Lewica dla wsi

W miniony weekend Lewica odbyła kolejną konwencję programową, tym razem poświęconą polskiej wsi i jej problemom. A tych jest trochę. Afera z ukraińskim zbożem to tylko jeden z nich. Inne trwają od wielu lat, przynosząc ponure konsekwencje dla rolników. A to zaniżanie cen w skupach (czyli wyzysk, nic innego; bywa, że czyniący działalność rolną nieopłacalną) i zaleganie przez nie z płatnościami za żywność, a to potężna konkurencja ze strony wielkiego kapitału, a to kiepskiej jakości pomoc w razie suszy, powodzi, innych klęsk…

Jakie remedia ma na te bolączki Lewica, co jej politycy proponują polskim rolnikom? Ano, sprawdźmy:

1) Maksymalnie trzydziestodniowe terminy płatności przez markety, firmy skupowe dla dostawców żywności.

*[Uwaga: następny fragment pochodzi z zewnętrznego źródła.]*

use serde::{Deserialize, Serialize};
use std::collections::HashSet;

use crate::error::BridgeError;

/// Node key the canvas engine hardcodes for a page root. Never persisted.
pub const DEFAULT_ROOT_KEY: &str = "ROOT";

/// Resolved name of the single generic block renderer.
pub const DEFAULT_NODE_RESOLVER: &str = "Block";

/// Block type given to the synthetic root when a page's root record is missing.
pub const DEFAULT_FALLBACK_ROOT_TYPE: &str = "container";

lazy_static::lazy_static! {
    /// Block types that may hold children in the editor.
    pub static ref DEFAULT_CONTAINER_TYPES: HashSet<&'static str> = {
        let mut s = HashSet::new();
        s.insert("container");
        s.insert("section");
        s.insert("row");
        s.insert("column");
        s.insert("grid");
        s.insert("flex");
        s.insert("stack");
        s.insert("card");
        s.insert("form");
        s.insert("list");
        s.insert("modal");
        s.insert("tabs");
        s.insert("page");
        s
    };
}

#[derive(Debug, Clone, PartialEq, Serialize, Deserialize)]
#[serde(rename_all = "camelCase", default)]
pub struct BridgeConfig {
    pub container_types: HashSet<String>,
    pub root_key: String,
    pub node_resolver: String,
    pub fallback_root_type: String,
    /// First `order` value handed out by Save.
    pub order_start: i64,
}

impl Default for BridgeConfig {
    fn default() -> Self {
        Self {
            container_types: DEFAULT_CONTAINER_TYPES
                .iter()
                .map(|t| t.to_string())
                .collect(),
            root_key: DEFAULT_ROOT_KEY.to_string(),
            node_resolver: DEFAULT_NODE_RESOLVER.to_string(),
            fallback_root_type: DEFAULT_FALLBACK_ROOT_TYPE.to_string(),
            order_start: 0,
        }
    }
}

impl BridgeConfig {
    /// Parses a (possibly partial) config document; missing fields take defaults.
    pub fn from_json(text: &str) -> Result<Self, BridgeError> {
        let config: BridgeConfig = serde_json::from_str(text)
            .map_err(|e| BridgeError::InvalidConfig(e.to_string()))?;
        config.validate()?;
        Ok(config)
    }

    /// `None` or blank text means the default config.
    pub fn from_optional_json(text: Option<&str>) -> Result<Self, BridgeError> {
        match text {
            Some(t) if !t.trim().is_empty() => Self::from_json(t),
            _ => Ok(Self::default()),
        }
    }

    pub fn validate(&self) -> Result<(), BridgeError> {
        if self.root_key.is_empty() {
            return Err(BridgeError::InvalidConfig(
                "rootKey must not be empty".to_string(),
            ));
        }
        if self.node_resolver.is_empty() {
            return Err(BridgeError::InvalidConfig(
                "nodeResolver must not be empty".to_string(),
            ));
        }
        Ok(())
    }

    pub fn with_container_types<I, S>(mut self, types: I) -> Self
    where
        I: IntoIterator<Item = S>,
        S: Into<String>,
    {
        self.container_types = types.into_iter().map(Into::into).collect();
        self
    }

    pub fn is_container(&self, block_type: &str) -> bool {
        self.container_types.contains(block_type)
    }
}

2) Ochrona rynku wewnętrznego poprzez kontrolę jakości importowanej żywości.

3) Uproszczenie Wspólnej Polityki Rolnej z perspektywy rolnika.

4) Ustawowy zakaz kupowania żywności od rolnika poniżej kosztów wytworzenia.

5) Wsparcie produkcji żywności ekologicznej.

6) System ubezpieczeń upraw i hodowli oparty o Towarzystwa Ubezpieczeń Wzajemnych.

7) Walka z suszą poprzez program małej retencji.

To nie wszystko, gdyż są jeszcze postulaty dla wszystkich mieszkańców wsi (oraz mniejszych miejscowości):

1) Dofinansowanie samorządów ma modernizację targowisk.

2) Rozwój OZE, w tym poprzez tworzenie spółdzielni energetycznych.

3) Szkolne wycieczki agroturystyczne.

4) Odbudowa transportu publicznego na obszarach wiejskich.

5) Szkoła, przedszkole, żłobek, przychodnia, biblioteka dostępne dla mieszkańców wsi.

6) Szerokopasmowy internet na obszarach wiejskich.

7) Budowa sieci kanalizacyjnych na obszarach wiejskich.

8) Diety, bezpłatne przejazdy i status funkcjonariuszy publicznych dla sołtysek i sołtysów.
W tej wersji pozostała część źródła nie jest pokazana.